The ministry has established a small team comprising various stakeholders to further develop mosque-based special interest tourism in Indonesia.
The Muslim-friendly tourism program is not only developed at various Islamic worship places but also at one of the Buddhist heritage tourism destinations in Indonesia: the Borobudur Temple, located in Magelang District, Central Java Province.
State-run tourism companies — PT Taman Wisata Candi Borobudur, Prambanan, and Ratu Boko (TWC) — support this Muslim-friendly tourism by providing several facilities for Muslim tourists at the temple.
This Buddhist tourism destination, which also promotes the concept of global tourism, has built several prayer rooms for Muslim visitors.
Various halal food and beverages are also sold around the super priority tourism destination (DSP). Although it cannot be completely regarded as a halal tourism destination, the services provided at the temple are ensured to be Muslim-friendly.

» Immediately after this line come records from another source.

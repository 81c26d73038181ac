//! Trim a live object down to the fields the config cares about.

use serde_json::{Map, Value as Json};

/// Strip from `live` everything the server added that `config` never asked for.
///
/// Map keys absent from `config` are dropped. Extra list entries on the live side are
/// kept, since list identity cannot be inferred generically. A config value the API
/// would never echo back (`{}`, `[]`, `false`, `0`, `""`, `null`) is copied in when
/// live lacks it. Shape mismatches return `live` untouched. An empty config map passes
/// the live subtree through unfiltered.
pub fn remove_fields(config: &Json, live: &Json) -> Json {
    match (config, live) {
        (Json::Object(c), Json::Object(l)) => Json::Object(remove_map_fields(c, l)),
        (Json::Array(c), Json::Array(l)) => Json::Array(remove_list_fields(c, l)),
        (Json::Number(_), Json::Number(_)) if numbers_equal(config, live) => config.clone(),
        _ => live.clone(),
    }
}

pub fn remove_map_fields(config: &Map<String, Json>, live: &Map<String, Json>) -> Map<String, Json> {
    if config.is_empty() {
        return live.clone();
    }
    let mut out = Map::new();
    for (k, cv) in config {
        match live.get(k) {
            Some(lv) => {
                out.insert(k.clone(), remove_fields(cv, lv));
            }
            None if is_empty_value(cv) => {
                out.insert(k.clone(), cv.clone());
            }
            None => {}
        }
    }
    out
}

pub fn remove_list_fields(config: &[Json], live: &[Json]) -> Vec<Json> {
    live.iter()
        .enumerate()
        .map(|(i, lv)| match config.get(i) {
            Some(cv) => remove_fields(cv, lv),
            None => lv.clone(),
        })
        .collect()
}

fn is_empty_value(v: &Json) -> bool {
    match v {
        Json::Null => true,
        Json::Bool(b) => !b,
        Json::Number(n) => n.as_f64() == Some(0.0),
        Json::String(s) => s.is_empty(),
        Json::Array(a) => a.is_empty(),
        Json::Object(m) => m.is_empty(),
    }
}

fn numbers_equal(a: &Json, b: &Json) -> bool {
    if let (Some(x), Some(y)) = (a.as_i64(), b.as_i64()) {
        return x == y;
    }
    if let (Some(x), Some(y)) = (a.as_u64(), b.as_u64()) {
        return x == y;
    }
    // Integers on both sides that reach here have different signs.
    if (a.is_i64() || a.is_u64()) && (b.is_i64() || b.is_u64()) {
        return false;
    }
    match (a.as_f64(), b.as_f64()) {
        (Some(x), Some(y)) => x == y,
        _ => false,
    }
}

/// Structural equality that treats `8080` and `8080.0` as the same value.
pub fn values_equal(a: &Json, b: &Json) -> bool {
    match (a, b) {
        (Json::Number(_), Json::Number(_)) => numbers_equal(a, b),
        (Json::Array(x), Json::Array(y)) => x.len() == y.len() && x.iter().zip(y).all(|(p, q)| values_equal(p, q)),
        (Json::Object(x), Json::Object(y)) => {
            x.len() == y.len() && x.iter().all(|(k, v)| y.get(k).map_or(false, |w| values_equal(v, w)))
        }
        _ => a == b,
    }
}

Moreover, several local governments are starting to pay heed to the potential of halal tourism to strengthen economic growth in their respective regions.
Several provinces, such as West Nusa Tenggara (NTB), West Java, Riau Islands, West Sumatra, and Aceh, have expressed interest in developing halal tourism and have started to build it.
Regional heads have begun eyeing opportunities to bring in more domestic, Southeast Asian, and Middle Eastern visitors that are expected to boost the number of tourist visits in Indonesia.
Hopefully, through hard work and sincere prayers, the government and related stakeholders’ noble attempts to boost the welfare of people in various tourism areas can be implemented successfully.